Seorang Pria Ditusuk Pakai Pecahan Botol – Kepolisian Resor Metro Bekasi Kota tangkap aktor penusukan anggota polisi, Bripka Aris Triyogo yang tengah berusaha melerai kericuhan di kafe Nad’s di Jalan KH Noer Ali, Kalimalang, Bekasi Barat.

Korban adalah anggota Sentra Service Kepolisian (SPK) Polsek Bekasi Selatan.

Dianya ditusuk memakai pecahan botol oleh pengunjung kafe Nad’s pada Minggu (12/8) jam 02.15 WIB.

Aktor yang langsung kabur selesai kerjakan penusukan pada akhirnya sukses diamankan di kediamannya di Jalan Kenanggan, Kelurahan Kranji, Kecamatan Bekasi Barat.

“Pelaku sesudah lakukan pemukulan serta penusukan sudah sempat kabur, team kami langsung hadir ke TKP serta sukses kami tangkap pada Minggu (12/8) siang jam 13.00 siang. Aktor bernama Sukirman Rahwarin (28),” tutur Kasat Reskrim Polres Metro Bekasi Kota, AKBP Jairus Saragih, Selasa (14/8).
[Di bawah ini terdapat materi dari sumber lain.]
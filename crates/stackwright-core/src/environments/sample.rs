//! Cluster platform: cert-manager, MetalLB, ingress-nginx, Longhorn and Rancher

use crate::components::FactoryContext;
use crate::components::cert_manager_operator::{self, OperatorParams};
use crate::components::fs_watchers::{self, FsWatchersParams};
use crate::components::ingress_nginx::{self, INGRESS_CLASS, IngressNginxParams};
use crate::components::longhorn::{self, LonghornIngress, LonghornParams, StorageClass};
use crate::components::metallb::{self, AddressPool, MetallbParams};
use crate::components::namespace::{self, NamespaceEntry, NamespaceParams};
use crate::components::rancher::{self, RancherParams};
use crate::config::ConfigDocument;
use crate::error::Result;
use crate::generation::Generation;

use super::tls_chain;

const DEFAULT_POOL: &str = "default";

pub(super) fn compose(
    generation: &mut Generation,
    doc: &ConfigDocument,
    ctx: &FactoryContext,
) -> Result<()> {
    generation.compose("increase-fs-watchers-limit", |g| {
        g.add(fs_watchers::create(
            &FsWatchersParams::new("increase-fs-watchers-limit", "kube-system"),
            &[],
        )?)
    })?;

    // Workload namespaces managed outside any chart
    let extra_namespaces = doc
        .component("namespaces")
        .deserialize::<Vec<NamespaceEntry>>("extra")
        .and_then(|entries| namespace::create_many(&entries.unwrap_or_default(), &[]))
        .map_err(|e| e.in_component("namespaces"))?;
    for emission in extra_namespaces {
        generation.add(emission).map_err(|e| e.in_component("namespaces"))?;
    }

    // cert-manager
    let cert_manager_ns = generation.compose("cert-manager", |g| {
        g.add(namespace::create(&NamespaceParams::new("cert-manager", "cert-manager"), &[])?)
    })?;
    let cert_manager = generation.compose("cert-manager", |g| {
        let config = doc.component("cert_manager");
        let mut params = OperatorParams::new("cert-manager", "cert-manager");
        params.extra_values = config.values_overrides()?;
        g.add(cert_manager_operator::create(ctx, &params, &[&cert_manager_ns])?)
    })?;

    // MetalLB
    let metallb_ns = generation.compose("metallb", |g| {
        g.add(namespace::create(&NamespaceParams::new("metallb", "metallb-system"), &[])?)
    })?;
    let metallb = generation.compose("metallb", |g| {
        let config = doc.component("metallb");
        let address_pools = config
            .deserialize::<Vec<AddressPool>>("address_pools")?
            .unwrap_or_else(|| {
                vec![AddressPool {
                    name: DEFAULT_POOL.to_string(),
                    addresses: vec!["10.3.0.100-10.3.255.254".to_string()],
                    auto_assign: None,
                    avoid_buggy_ips: None,
                }]
            });
        let params = MetallbParams {
            slug: "metallb".into(),
            namespace: "metallb-system".into(),
            address_pools,
            extra_values: config.values_overrides()?,
        };
        g.add(metallb::create(ctx, &params, &[&metallb_ns])?)
    })?;

    // ingress-nginx
    let ingress_ns = generation.compose("ingress-nginx", |g| {
        g.add(namespace::create(&NamespaceParams::new("ingress-nginx", "ingress-nginx"), &[])?)
    })?;
    let ingress = generation.compose("ingress", |g| {
        let config = doc.component("ingress_nginx");
        let params = IngressNginxParams {
            slug: "ingress".into(),
            namespace: "ingress-nginx".into(),
            metallb_address_pool: Some(config.str_or("metallb_address_pool", DEFAULT_POOL)?),
            extra_values: config.values_overrides()?,
        };
        g.add(ingress_nginx::create(ctx, &params, &[&ingress_ns, &metallb])?)
    })?;

    // Longhorn
    let longhorn_host = doc
        .component("longhorn")
        .require_str("domain_name")
        .map_err(|e| e.in_component("longhorn"))?;
    let longhorn_tls =
        tls_chain(generation, doc, "longhorn", "longhorn-system", &longhorn_host, &cert_manager)?;
    let longhorn = generation.compose("longhorn", |g| {
        let config = doc.component("longhorn");
        let storage_classes = config
            .deserialize::<Vec<StorageClass>>("storage_classes")?
            .unwrap_or_else(StorageClass::default_tiers);
        let params = LonghornParams {
            slug: "longhorn".into(),
            namespace: "longhorn-system".into(),
            ingress: Some(LonghornIngress {
                host: longhorn_host.clone(),
                class_name: INGRESS_CLASS.into(),
                tls_secret: longhorn_tls.certificate.certificate_secret_name().map(String::from),
            }),
            storage_classes,
            extra_values: config.values_overrides()?,
        };
        g.add(longhorn::create(
            ctx,
            &params,
            &[&longhorn_tls.namespace, &ingress, &longhorn_tls.certificate],
        )?)
    })?;

    // Rancher
    let rancher_host = doc
        .component("rancher")
        .require_str("domain_name")
        .map_err(|e| e.in_component("rancher"))?;
    let rancher_tls = tls_chain(generation, doc, "rancher", "rancher", &rancher_host, &cert_manager)?;
    generation.compose("rancher", |g| {
        let config = doc.component("rancher");
        let params = RancherParams {
            slug: "rancher".into(),
            namespace: "rancher".into(),
            hostname: rancher_host.clone(),
            replicas: config.u32_or("replicas", 3)?,
            bootstrap_password: config.require_str("bootstrap_password")?,
            certificate_secret_name: rancher_tls.certificate.require_certificate_secret_name()?.to_string(),
            ingress_class_name: INGRESS_CLASS.into(),
            kube_version: config.optional_str("kube_version")?,
            extra_env: config.string_map("extra_env")?.into_iter().collect(),
            extra_values: config.values_overrides()?,
        };
        g.add(rancher::create(
            ctx,
            &params,
            &[&rancher_tls.namespace, &rancher_tls.certificate, &ingress, &longhorn],
        )?)
    })?;

    Ok(())
}

#[cfg(test)]
mod tests {
    use crate::components::testing;
    use crate::config::ConfigDocument;
    use crate::environments::{EnvironmentName, compose};

    const CONFIG: &str = r#"
env:
  CLOUDFLARE_EMAIL: ops@example.com
  CLOUDFLARE_API_TOKEN: cf-token
components:
  longhorn:
    domain_name: longhorn.lab.example.com
  rancher:
    domain_name: rancher.lab.example.com
    bootstrap_password: change-me
    replicas: 1
"#;

    #[test]
    fn test_sample_composes_in_dependency_order() {
        let doc = ConfigDocument::from_yaml(CONFIG, "sample").unwrap();
        let generation = compose(EnvironmentName::Sample, &doc, &testing::context()).unwrap();
        let dirs: Vec<_> = generation.components().into_iter().map(|c| c.dir_name).collect();

        let position = |dir: &str| {
            dirs.iter()
                .position(|d| d == dir)
                .unwrap_or_else(|| panic!("{} missing from {:?}", dir, dirs))
        };
        assert_eq!(position("increase-fs-watchers-limit-fs-watchers"), 0);
        assert!(position("metallb-metallb") < position("ingress-ingress-nginx"));
        assert!(position("longhorn-certificate") < position("longhorn-longhorn"));
        assert!(position("longhorn-longhorn") < position("rancher-rancher"));
    }

    #[test]
    fn test_extra_namespaces_are_composed() {
        let config = format!(
            "{}  namespaces:\n    extra:\n      - name: team-a\n        labels:\n          owner: team-a\n",
            CONFIG
        );
        let doc = ConfigDocument::from_yaml(&config, "sample").unwrap();
        let generation = compose(EnvironmentName::Sample, &doc, &testing::context()).unwrap();

        let team = generation
            .components()
            .into_iter()
            .find(|c| c.dir_name == "team-a-namespace")
            .expect("team-a namespace composed");
        assert_eq!(team.namespace, "team-a");
    }

    #[test]
    fn test_rancher_bootstrap_password_is_required() {
        let doc = ConfigDocument::from_yaml(
            &CONFIG.replace("    bootstrap_password: change-me\n", ""),
            "sample",
        )
        .unwrap();
        let err = compose(EnvironmentName::Sample, &doc, &testing::context()).unwrap_err();
        assert!(err.is_configuration());
        assert!(err.to_string().contains("bootstrap_password"));
    }
}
Jairus menuturkan awal peristiwa itu ketika berlangsung kericuhan antar pengunjung di kafe NAD’S di Jalan KH Noer Ali, Kalimalang Bekasi Barat.

“Awal-awal ada ribut antar pengunjung cafe, takut kericuhan berlangsung lama serta makin kronis pihak kasir cafe hubungi Polisi, nah korban ini hadir langsung ke tempat kericuhan,” katanya.

Selesai dihubungi, Aris menjadi anggota SPK Polsek Bekasi Selatan mendatangi tempat untuk melerai perkelahian itu.

“Saat melerai mereka yang tengah ribut anggota kami justru dianiaya, disangka oleh empat aktor, salah satunya aktor justru melukai anggota sampai sisi bawah kuping robek karena ditusuk pecahan botol. Korban langsung dibawa ke RSUD Kota Bekasi, sekarang ini kondisinya telah lebih baik,” kata Jarius.

Dia menuturkan aktor mengakui tidak tahu orang yang melerai kericuhan di Kafe Nad’s adalah anggota kepolisian.

“Dia engga tahu jika yang melerai itu anggota kepolisian mungkin saja dalam keadaan mabuk juga. Soalnya anggota kami juga memakai jaket hingga tidak tampak menjadi anggota polisi,” katanya.

Selain itu kepolisian sampai sekarang masih tetap mengincar empat terduga yang lain yang lakukan penganiayaan pada anggota Polri.

“Kami masih tetap kerjakan peningkatan, disangka ada empat aktor yang lain yang kerjakan penganiayaan,” tuturnya.

Jarius mengutarakan masih tetap memahami pemicu kericuhan itu. Akan tetapi, dia menyangka kericuhan di kafe Nad’s karena hal remeh.

“Kemungkinan beberapa pengunjung dalam kondisi mabuk bersenggol-senggolan yang berbuntut kericuhan serta melukai korban,” katanya.

Karena perbuatanya aktor dipakai Masalah 170 serta 351 KUHP mengenai penganiayaan dengan ancaman hukuman enam tahun penjara.